It does hurt and I think your Mum would be mortified if she knew she was hurting you - but she just doesn't know how to express herself and it comes out as self centred and in some ways I really think that some people with memory loss do become like selfish toddlers or very selfish teenagers (and before anyone shouts me down - I used the word 'some' and fully know that not everyone is the same).

It really is one day at a time but you need to work out some way of your Mum and daughter going to somewhere on the same day to give you AT LEAST one day a week completely to yourself and NOT to do catch up jobs - 2 days would be better and then you could use one to catch up with yourself sometimes and the other completely for you. We lose friends and connections when we are caring and then we lose sight of self xxx

Is there some way that you can think of that you could ask for help to get this time for you? Keep posting xx
 

Witzend

Registered User
Aug 29, 2007
4,283
0
SW London
I hadn't seen your post until now, either. No, I don't think you're remotely selfish. Caring for someone with dementia can be so very hard, both physically and emotionally. As someone else has said, people with dementia can become incredibly self centred - they become quite unable to consider anyone's needs or wishes but their own. And however much we tell ourselves, 'It's the disease' it doesn't make it any easier to live with.
Personally I think all the feelings you have expressed are perfectly NORMAL in the circs. I know I would feel the same.

There is sometimes a (usually unspoken) assumption in what we read and hear, that the person with dementia is the most important - everyone else's lives and needs must come second, and if you don't feel the same then you must be selfish.

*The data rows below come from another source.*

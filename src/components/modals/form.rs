// Song form state and the validation rule set shared by the add and edit
// modals. Fields stay strings until submission; parsing happens inside
// validation so the inline messages match what the user typed.

use chrono::Datelike;

use crate::api::models::{Song, SongDraft, SongPatch};

pub const SPOTIFY_TRACK_PREFIX: &str = "https://open.spotify.com/track/";
const MIN_YEAR: i32 = 1970;
const MAX_DURATION_SECS: u32 = 3600;
const IMAGE_EXTENSIONS: [&str; 4] = [".jpg", ".jpeg", ".png", ".gif"];

pub fn current_year() -> i32 {
    chrono::Utc::now().year()
}

#[derive(Debug, Clone, Copy, PartialEq, Eq)]
pub enum FormField {
    Title,
    Artist,
    Album,
    Year,
    Duration,
    SpotifyUrl,
    CoverArtUrl,
    Genre,
}

/// Flat string-typed field set backing the song form inputs.
#[derive(Debug, Clone, PartialEq, Eq, Default)]
pub struct SongForm {
    pub title: String,
    pub artist: String,
    pub album: String,
    pub year: String,
    pub duration: String,
    pub spotify_url: String,
    pub cover_art_url: String,
    pub genre: String,
}

/// Field-level validation messages, plus one slot for a form-level error
/// coming back from a failed mutation.
#[derive(Debug, Clone, PartialEq, Eq, Default)]
pub struct FormErrors {
    pub title: Option<String>,
    pub artist: Option<String>,
    pub album: Option<String>,
    pub year: Option<String>,
    pub duration: Option<String>,
    pub spotify_url: Option<String>,
    pub cover_art_url: Option<String>,
    pub genre: Option<String>,
    pub form: Option<String>,
}

impl FormErrors {
    pub fn is_empty(&self) -> bool {
        self.title.is_none()
            && self.artist.is_none()
            && self.album.is_none()
            && self.year.is_none()
            && self.duration.is_none()
            && self.spotify_url.is_none()
            && self.cover_art_url.is_none()
            && self.genre.is_none()
            && self.form.is_none()
    }
}

impl SongForm {
    pub fn set(&mut self, field: FormField, value: String) {
        match field {
            FormField::Title => self.title = value,
            FormField::Artist => self.artist = value,
            FormField::Album => self.album = value,
            FormField::Year => self.year = value,
            FormField::Duration => self.duration = value,
            FormField::SpotifyUrl => self.spotify_url = value,
            FormField::CoverArtUrl => self.cover_art_url = value,
            FormField::Genre => self.genre = value,
        }
    }

    /// Edit-mode merge: untouched fields fall back to the existing record
    /// before validation runs.
    pub fn merged_with(&self, song: &Song) -> SongForm {
        let fallback = |value: &str, existing: String| {
            if value.is_empty() {
                existing
            } else {
                value.to_string()
            }
        };
        SongForm {
            title: fallback(&self.title, song.title.clone()),
            artist: fallback(&self.artist, song.artist.clone()),
            album: fallback(&self.album, song.album.clone()),
            year: fallback(&self.year, song.year.to_string()),
            duration: fallback(&self.duration, song.duration.to_string()),
            spotify_url: fallback(&self.spotify_url, song.spotify_url.clone().unwrap_or_default()),
            cover_art_url: fallback(
                &self.cover_art_url,
                song.cover_art_url.clone().unwrap_or_default(),
            ),
            genre: fallback(&self.genre, song.genre.clone().unwrap_or_default()),
        }
    }

    /// Run the full rule set. `max_year` is the current calendar year,
    /// injected so the rules stay deterministic under test.
    pub fn validate(&self, max_year: i32) -> FormErrors {
        let mut errors = FormErrors::default();

        if self.title.is_empty() {
            errors.title = Some("Title is required".to_string());
        }
        if self.artist.is_empty() {
            errors.artist = Some("Artist is required".to_string());
        }
        if self.album.is_empty() {
            errors.album = Some("Album is required".to_string());
        }

        if self.year.is_empty() {
            errors.year = Some("Year is required".to_string());
        } else {
            match self.year.parse::<i32>() {
                Ok(year) if (MIN_YEAR..=max_year).contains(&year) => {}
                _ => {
                    errors.year = Some(format!("Year must be between {MIN_YEAR} and {max_year}"));
                }
            }
        }

        if self.duration.is_empty() {
            errors.duration = Some("Duration is required".to_string());
        } else {
            match self.duration.parse::<u32>() {
                Ok(duration) if duration > 0 && duration <= MAX_DURATION_SECS => {}
                _ => {
                    errors.duration = Some("Duration must be 1-3600 seconds".to_string());
                }
            }
        }

        if self.spotify_url.is_empty() {
            errors.spotify_url = Some("Spotify URL is required".to_string());
        } else if !self.spotify_url.starts_with(SPOTIFY_TRACK_PREFIX) {
            errors.spotify_url = Some("Must be a valid Spotify track URL".to_string());
        }

        if self.cover_art_url.is_empty() {
            errors.cover_art_url = Some("Cover art URL is required".to_string());
        } else if !is_image_url(&self.cover_art_url) {
            errors.cover_art_url = Some("Must be a valid image URL".to_string());
        }

        if self.genre.is_empty() {
            errors.genre = Some("Genre is required".to_string());
        }

        errors
    }

    /// Full creation payload. Only meaningful after `validate` came back
    /// clean; unparseable numerics collapse to zero rather than panicking.
    pub fn to_draft(&self) -> SongDraft {
        SongDraft {
            title: self.title.clone(),
            artist: self.artist.clone(),
            album: self.album.clone(),
            year: self.year.parse().unwrap_or_default(),
            duration: self.duration.parse().unwrap_or_default(),
            spotify_url: self.spotify_url.clone(),
            cover_art_url: self.cover_art_url.clone(),
            genre: self.genre.clone(),
        }
    }

    /// The partial update an edit submits: touched fields that differ from
    /// the existing record. An untouched form diffs to an empty patch.
    pub fn changed_fields(&self, song: &Song) -> SongPatch {
        let mut patch = SongPatch::default();
        if !self.title.is_empty() && self.title != song.title {
            patch.title = Some(self.title.clone());
        }
        if !self.artist.is_empty() && self.artist != song.artist {
            patch.artist = Some(self.artist.clone());
        }
        if !self.album.is_empty() && self.album != song.album {
            patch.album = Some(self.album.clone());
        }
        if !self.year.is_empty() && self.year != song.year.to_string() {
            patch.year = self.year.parse().ok();
        }
        if !self.duration.is_empty() && self.duration != song.duration.to_string() {
            patch.duration = self.duration.parse().ok();
        }
        if !self.spotify_url.is_empty()
            && Some(self.spotify_url.as_str()) != song.spotify_url.as_deref()
        {
            patch.spotify_url = Some(self.spotify_url.clone());
        }
        if !self.cover_art_url.is_empty()
            && Some(self.cover_art_url.as_str()) != song.cover_art_url.as_deref()
        {
            patch.cover_art_url = Some(self.cover_art_url.clone());
        }
        if !self.genre.is_empty() && Some(self.genre.as_str()) != song.genre.as_deref() {
            patch.genre = Some(self.genre.clone());
        }
        patch
    }
}

fn is_image_url(url: &str) -> bool {
    let lowered = url.to_lowercase();
    IMAGE_EXTENSIONS.iter().any(|ext| lowered.ends_with(ext))
}

/// Everything a modal holds while it is open: the field values, their
/// messages, and the in-flight/success flags gating the submit button.
#[derive(Debug, Clone, PartialEq, Eq, Default)]
pub struct SongFormState {
    pub form: SongForm,
    pub errors: FormErrors,
    pub submitting: bool,
    pub success: bool,
}

impl SongFormState {
    /// Update a field and clear its stale message so the user is not
    /// shouted at while fixing it.
    pub fn set_field(&mut self, field: FormField, value: String) {
        self.form.set(field, value);
        match field {
            FormField::Title => self.errors.title = None,
            FormField::Artist => self.errors.artist = None,
            FormField::Album => self.errors.album = None,
            FormField::Year => self.errors.year = None,
            FormField::Duration => self.errors.duration = None,
            FormField::SpotifyUrl => self.errors.spotify_url = None,
            FormField::CoverArtUrl => self.errors.cover_art_url = None,
            FormField::Genre => self.errors.genre = None,
        }
    }

    pub fn reset(&mut self) {
        *self = Self::default();
    }
}

#[cfg(test)]
mod tests {
    use super::*;
    use pretty_assertions::assert_eq;
    use rstest::rstest;

    const TEST_YEAR: i32 = 2026;

    fn valid_form() -> SongForm {
        SongForm {
            title: "Blue Monday".to_string(),
            artist: "New Order".to_string(),
            album: "Power, Corruption & Lies".to_string(),
            year: "1983".to_string(),
            duration: "447".to_string(),
            spotify_url: format!("{SPOTIFY_TRACK_PREFIX}05uGBKRCuePsf43Hfm0JwX"),
            cover_art_url: "https://images.example.com/blue-monday.jpg".to_string(),
            genre: "New Wave".to_string(),
        }
    }

    fn existing_song() -> Song {
        Song {
            id: 9,
            title: "Blue Monday".to_string(),
            artist: "New Order".to_string(),
            album: "Power, Corruption & Lies".to_string(),
            year: 1983,
            duration: 447,
            spotify_url: Some(format!("{SPOTIFY_TRACK_PREFIX}05uGBKRCuePsf43Hfm0JwX")),
            cover_art_url: Some("https://images.example.com/blue-monday.jpg".to_string()),
            genre: Some("New Wave".to_string()),
            ..Song::default()
        }
    }

    #[test]
    fn a_fully_valid_form_passes_with_zero_errors() {
        let errors = valid_form().validate(TEST_YEAR);
        assert_eq!(errors, FormErrors::default());
        assert!(errors.is_empty());
    }

    #[rstest]
    #[case("1969")]
    #[case("2027")]
    #[case("next year")]
    fn out_of_range_years_fail_with_a_range_message(#[case] year: &str) {
        let mut form = valid_form();
        form.year = year.to_string();
        let errors = form.validate(TEST_YEAR);
        assert_eq!(
            errors.year.as_deref(),
            Some("Year must be between 1970 and 2026")
        );
    }

    #[rstest]
    #[case("0")]
    #[case("3601")]
    #[case("-5")]
    #[case("ninety")]
    fn bad_durations_fail(#[case] duration: &str) {
        let mut form = valid_form();
        form.duration = duration.to_string();
        let errors = form.validate(TEST_YEAR);
        assert_eq!(
            errors.duration.as_deref(),
            Some("Duration must be 1-3600 seconds")
        );
    }

    #[test]
    fn boundary_duration_values_pass() {
        for duration in ["1", "3600"] {
            let mut form = valid_form();
            form.duration = duration.to_string();
            assert!(form.validate(TEST_YEAR).is_empty(), "duration {duration}");
        }
    }

    #[test]
    fn non_image_cover_art_fails() {
        let mut form = valid_form();
        form.cover_art_url = "https://images.example.com/cover.bmp".to_string();
        let errors = form.validate(TEST_YEAR);
        assert_eq!(
            errors.cover_art_url.as_deref(),
            Some("Must be a valid image URL")
        );
    }

    #[test]
    fn image_extensions_match_case_insensitively() {
        let mut form = valid_form();
        form.cover_art_url = "https://images.example.com/COVER.PNG".to_string();
        assert!(form.validate(TEST_YEAR).is_empty());
    }

    #[test]
    fn foreign_player_urls_fail() {
        let mut form = valid_form();
        form.spotify_url = "https://music.example.com/track/123".to_string();
        let errors = form.validate(TEST_YEAR);
        assert_eq!(
            errors.spotify_url.as_deref(),
            Some("Must be a valid Spotify track URL")
        );
    }

    #[test]
    fn empty_fields_each_get_their_own_message() {
        let errors = SongForm::default().validate(TEST_YEAR);
        assert_eq!(errors.title.as_deref(), Some("Title is required"));
        assert_eq!(errors.artist.as_deref(), Some("Artist is required"));
        assert_eq!(errors.album.as_deref(), Some("Album is required"));
        assert_eq!(errors.year.as_deref(), Some("Year is required"));
        assert_eq!(errors.duration.as_deref(), Some("Duration is required"));
        assert_eq!(errors.spotify_url.as_deref(), Some("Spotify URL is required"));
        assert_eq!(
            errors.cover_art_url.as_deref(),
            Some("Cover art URL is required")
        );
        assert_eq!(errors.genre.as_deref(), Some("Genre is required"));
    }

    #[test]
    fn merge_falls_back_to_the_record_for_untouched_fields() {
        let mut form = SongForm::default();
        form.title = "Temptation".to_string();

        let merged = form.merged_with(&existing_song());
        assert_eq!(merged.title, "Temptation");
        assert_eq!(merged.artist, "New Order");
        assert_eq!(merged.year, "1983");
        assert_eq!(merged.duration, "447");
        assert!(merged.validate(TEST_YEAR).is_empty());
    }

    #[test]
    fn untouched_form_diffs_to_an_empty_patch() {
        let patch = SongForm::default().changed_fields(&existing_song());
        assert!(patch.is_empty());
    }

    #[test]
    fn restating_existing_values_also_diffs_to_empty() {
        let patch = valid_form().changed_fields(&existing_song());
        assert!(patch.is_empty());
    }

    #[test]
    fn changed_fields_carry_only_the_difference() {
        let mut form = SongForm::default();
        form.title = "Temptation".to_string();
        form.year = "1982".to_string();

        let patch = form.changed_fields(&existing_song());
        assert_eq!(patch.title.as_deref(), Some("Temptation"));
        assert_eq!(patch.year, Some(1982));
        assert_eq!(patch.artist, None);
        assert_eq!(patch.duration, None);
    }

    #[test]
    fn to_draft_parses_the_numeric_fields() {
        let draft = valid_form().to_draft();
        assert_eq!(draft.year, 1983);
        assert_eq!(draft.duration, 447);
        assert_eq!(draft.genre, "New Wave");
    }

    #[test]
    fn editing_a_field_clears_its_message() {
        let mut state = SongFormState::default();
        state.errors = SongForm::default().validate(TEST_YEAR);
        assert!(state.errors.title.is_some());

        state.set_field(FormField::Title, "Ceremony".to_string());
        assert_eq!(state.errors.title, None);
        assert!(state.errors.artist.is_some());
    }
}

Well, after so many years of caring for relatives with dementia, both 24/7 and supporting them at home, I can't agree. Other people's lives are most certainly important, too.
 

father ted

Registered User
Aug 16, 2010
734
0
London
Many thanks to all of you that have responded. FYI Mum does go to a day centre twice a week which she enjoys and the staff from there are the one's that provide the sitting service. I am an only child so no siblings to share my concerns with or who can take over the reins. I have a very good cousin who has offered to care for Mum for a weekend in her home but Mum refused to go.
Don't like to offload on husband as if he sees it getting me down he can be a bit abrupt with my Mum, also his own mother who lives in sheltered housing is needing more and more support with keeping her place clean, general hygeine, paying bills etc.

I know that Mum is doing quite well compared to some of the others at her day centre but I find it tough. She has become very child like and sulks if things dont go her way.
For example on a Wed I have to take my daughter and her carer to a day activity she is booked into at 10am. I also have to take Mum to her day centre at the same time. So 2 weeks ago because Mum wasn't ready I took daughter and carer first then returned home to take Mum who then refused to go as it was too late(10.35)! She also said it didn't matter if my daughter got to her class late. When I pointed out how hypocritical this was she said I used any excuse to pick on her!

Thank you for your kind messages even though I don't know you. When you feel really low, unappreciated and constantly locked in battles with someone who forgets all about it 10 minutes later till the next thing sets her off you start to doubt your own sanity. She doesn't understand that everything I do has to be for the common good of 5 people at home not just her. The sad thing is that she would have understood all that not so long ago but I know she never will again.
 

CollegeGirl

Registered User
Jan 19, 2011
9,525
0
North East England
I feel guiltier still as you were the only person who responded and feel maybe the others reading my post thought I was a selfish and cruel to voice my feelings.

Oh no! :eek: I'm so very sorry that we made you feel that way :(

I have no idea how you are coping with all the demands being put upon you and the very last word I'd use to describe you is selfish. It's impossible to please everyone all of the time, and sometimes you have to prioritise, as you have obviously been doing. Unfortunately your mum can no longer appreciate this, but that's not your fault.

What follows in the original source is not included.